Figura 1. Etapas da execução e determinação dos produtos do experimento, realizada por alunos da educação básica e tutorada por professores.

 

RESULTADOS E DISCUSSÕES

A formação dos cristais de AC foi observada logo nas primeiras semanas que sucederam o total desprendimento do dióxido de carbono e retirada do excesso de fragmentos de granilite, em que o ácido acético transferido para a fase aquosa reage com o carbonato para formar acetato, quando a supersaturação é atingida ocorre a cristalização (Figura 2). Incialmente houve a formação de pequenos aglomerados brancos, com morfologias semelhantes a nuvens ou pipocas, visível a olho desarmado, após completa evaporação da solução, nota-se que o produto final difere a uma morfologia homogênea (Figura 3). Hastes como cristais de aglomerados também são identificadas, como destacadas nas imagens obtidas por estereoscópio e MEV (Figuras 3 e4), além de incrustações compactas, notadas ao MEV (Figura 4). Ainda que a mineralogia apontada por DRX destaque unilateralmente a presença de acetato de cálcio monohidratado (Figura 5), teores de Mg foram registrados pelo Sistema de Energia Dispersivo e FRX, proporcionalmente bem inferiores ao Ca (Tabelas 1 e 2).

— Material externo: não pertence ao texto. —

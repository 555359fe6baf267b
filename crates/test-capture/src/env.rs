// SPDX-License-Identifier: MIT
// Copyright (c) 2026 Alfred Jean LLC

//! Environment variables read by test-capture.

/// `TEST_CAPTURE_LOG` — tracing filter directive (e.g. `debug`).
pub const TEST_CAPTURE_LOG: &str = "TEST_CAPTURE_LOG";

/// Filter used when neither `--log` nor `TEST_CAPTURE_LOG` is set.
pub const DEFAULT_LOG_FILTER: &str = "warn";
// SPDX-License-Identifier: MIT
// Copyright (c) 2026 Alfred Jean LLC

//! Whitespace-insensitive comparison of captured output.

use crate::console::Stream;
use crate::error::MismatchError;
use crate::expected::{Captured, Expected};

/// Compare one buffer against its expectation, ignoring leading and
/// trailing whitespace on both sides.
///
/// Text is compared as text. As soon as either side is binary both sides
/// are compared as bytes, with text encoded as UTF-8 and only ASCII
/// whitespace trimmed.
pub(crate) fn check(
    label: Option<Stream>,
    expected: &Expected,
    actual: &Captured,
) -> Result<(), MismatchError> {
    match (expected, actual) {
        (Expected::Text(expected), Captured::Text(actual)) => {
            let (expected, actual) = (expected.trim(), actual.trim());
            if expected == actual {
                Ok(())
            } else {
                Err(MismatchError::new(label, expected, actual, false))
            }
        }
        _ => {
            let expected = trim_bytes(expected_bytes(expected));
            let actual = trim_bytes(actual.as_bytes());
            if expected == actual {
                Ok(())
            } else {
                Err(MismatchError::new(
                    label,
                    String::from_utf8_lossy(expected),
                    String::from_utf8_lossy(actual),
                    true,
                ))
            }
        }
    }
}

fn expected_bytes(expected: &Expected) -> &[u8] {
    match expected {
        Expected::Text(text) => text.as_bytes(),
        Expected::Bytes(bytes) => bytes,
    }
}

/// Strip ASCII whitespace from both ends, vertical tab included.
fn trim_bytes(bytes: &[u8]) -> &[u8] {
    let is_space = |b: &u8| b.is_ascii_whitespace() || *b == 0x0b;
    let Some(start) = bytes.iter().position(|b| !is_space(b)) else {
        return &[];
    };
    let end = bytes.iter().rposition(|b| !is_space(b)).map_or(start, |i| i + 1);
    &bytes[start..end]
}

#[cfg(test)]
#[path = "compare_tests.rs"]
mod tests;
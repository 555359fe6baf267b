// SPDX-License-Identifier: MIT
// Copyright (c) 2026 Alfred Jean LLC

//! Test capture CLI entry point.

use clap::Parser;
use std::io;
use std::process::ExitCode;
use test_capture::{exit_codes, Cli};
use tracing_subscriber::EnvFilter;

#[tokio::main]
async fn main() -> ExitCode {
    let cli = Cli::parse();

    tracing_subscriber::fmt()
        .with_writer(io::stderr)
        .with_env_filter(EnvFilter::new(&cli.log))
        .with_target(false)
        .init();

    let code = match test_capture::execute(&cli).await {
        Ok(code) => code,
        Err(err) => {
            eprintln!("test-capture: {err}");
            exit_codes::ERROR
        }
    };
    ExitCode::from(u8::try_from(code).unwrap_or(1))
}
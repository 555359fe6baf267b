// SPDX-License-Identifier: MIT
// Copyright (c) 2026 Alfred Jean LLC

//! Scoped output capture sessions.

use crate::compare::check;
use crate::console::Stream;
use crate::error::CaptureError;
use crate::expected::{Captured, Expectation, Expected};
use crate::redirect::{Redirect, Slot};

/// How a session captures output.
#[derive(Clone, Copy, Debug, Default, PartialEq, Eq)]
pub struct CaptureOptions {
    /// Capture stdout and stderr into distinct buffers instead of one
    /// combined buffer. The combined buffer then stays empty.
    pub separate: bool,

    /// Redirect file descriptors 1 and 2 instead of the console slots, so
    /// child processes and native code writing to them are captured too.
    pub fd: bool,
}

impl CaptureOptions {
    pub fn new() -> Self {
        Self::default()
    }

    pub fn separate(mut self, separate: bool) -> Self {
        self.separate = separate;
        self
    }

    pub fn fd(mut self, fd: bool) -> Self {
        self.fd = fd;
        self
    }
}

/// A capture session.
///
/// The session is enabled when started and restores the original streams
/// when disabled or dropped, including during a panic unwind. Sessions
/// redirect process-wide state: only one may be active at a time.
#[derive(Debug)]
pub struct OutputCapture {
    options: CaptureOptions,
    redirect: Redirect,
}

impl OutputCapture {
    /// Create the buffers and start capturing.
    pub fn start(options: CaptureOptions) -> Result<Self, CaptureError> {
        let mut capture = Self {
            options,
            redirect: Redirect::new(options.fd)?,
        };
        capture.enable()?;
        Ok(capture)
    }

    /// Capture everything `f` prints, returning the stopped session.
    pub fn scoped<F: FnOnce()>(options: CaptureOptions, f: F) -> Result<Self, CaptureError> {
        let mut capture = Self::start(options)?;
        f();
        capture.disable()?;
        Ok(capture)
    }

    pub fn options(&self) -> CaptureOptions {
        self.options
    }

    pub fn is_enabled(&self) -> bool {
        self.redirect.is_enabled()
    }

    /// Redirect output into the session's buffers.
    ///
    /// The original streams are saved on the first call of each enable
    /// cycle only; calling again re-applies the redirection.
    pub fn enable(&mut self) -> Result<(), CaptureError> {
        // Log before redirecting, or the event lands in the capture.
        tracing::debug!(
            mode = self.redirect.mode(),
            separate = self.options.separate,
            "enabling output capture"
        );
        self.redirect.enable(self.options.separate)
    }

    /// Restore the original streams. Does nothing when already disabled.
    pub fn disable(&mut self) -> Result<(), CaptureError> {
        if !self.redirect.is_enabled() {
            return Ok(());
        }
        self.redirect.disable()?;
        tracing::debug!(mode = self.redirect.mode(), "disabled output capture");
        Ok(())
    }

    /// Everything written to the combined buffer so far.
    pub fn captured(&self) -> Result<Captured, CaptureError> {
        self.redirect.read(Slot::Combined)
    }

    /// Everything written to the stdout-only buffer so far.
    pub fn stdout(&self) -> Result<Captured, CaptureError> {
        self.redirect.read(Slot::Stdout)
    }

    /// Everything written to the stderr-only buffer so far.
    pub fn stderr(&self) -> Result<Captured, CaptureError> {
        self.redirect.read(Slot::Stderr)
    }

    /// Check the combined output, expecting nothing in the separate buffers.
    pub fn compare(&self, expected: impl Into<Expected>) -> Result<(), CaptureError> {
        self.compare_all(&Expectation::new().combined(expected))
    }

    /// Check the separate buffers, expecting nothing in the combined one.
    pub fn compare_separate(
        &self,
        stdout: impl Into<Expected>,
        stderr: impl Into<Expected>,
    ) -> Result<(), CaptureError> {
        self.compare_all(&Expectation::new().stdout(stdout).stderr(stderr))
    }

    /// Check all three buffers, failing on the first mismatch.
    ///
    /// Leading and trailing whitespace is ignored on both sides.
    pub fn compare_all(&self, expectation: &Expectation) -> Result<(), CaptureError> {
        let checks = [
            (None, &expectation.combined, Slot::Combined),
            (Some(Stream::Stdout), &expectation.stdout, Slot::Stdout),
            (Some(Stream::Stderr), &expectation.stderr, Slot::Stderr),
        ];
        for (label, expected, slot) in checks {
            let actual = self.redirect.read(slot)?;
            check(label, expected, &actual)?;
        }
        Ok(())
    }
}

impl Drop for OutputCapture {
    fn drop(&mut self) {
        if let Err(error) = self.disable() {
            tracing::warn!(%error, "failed to restore output streams");
        }
    }
}

#[cfg(test)]
#[path = "session_tests.rs"]
mod tests;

Figura 2. a- Início da cristalização. b – Cristalitos formados após evaporação completa da solução.

 

Figura 3. Morfologia heterogênea dos cristais obtidos observadas ao estereoscópio microscópio. a e b: aglomerados agulhas aciculares (cristais de AC); c e d: aglomerados nuvens ou pipocas (AC + impurezas).

Figura 3. Morfologia heterogênea dos cristais obtidos observadas ao estereoscópio microscópio. a e b: aglomerados agulhas aciculares (cristais de AC); c e d: aglomerados nuvens ou pipocas (AC + impurezas).

 

Figura 4 – Micromorfologia dos cristais observados ao MEV. Ponto analisado por EDS. De a a e: aglomerados agulhas aciculares ou hastes como cristais de aglomerados (cristais de AC) observados em diferentes escalas de resolução; f: aglomerados com morfologias semelhantes a nuvens ou pipocas e incrustações compactas depositadas sobre as hastes.

 

Tabela 1. Composição química semi-quantitativa (EDS) relacionada a imagem (MEV).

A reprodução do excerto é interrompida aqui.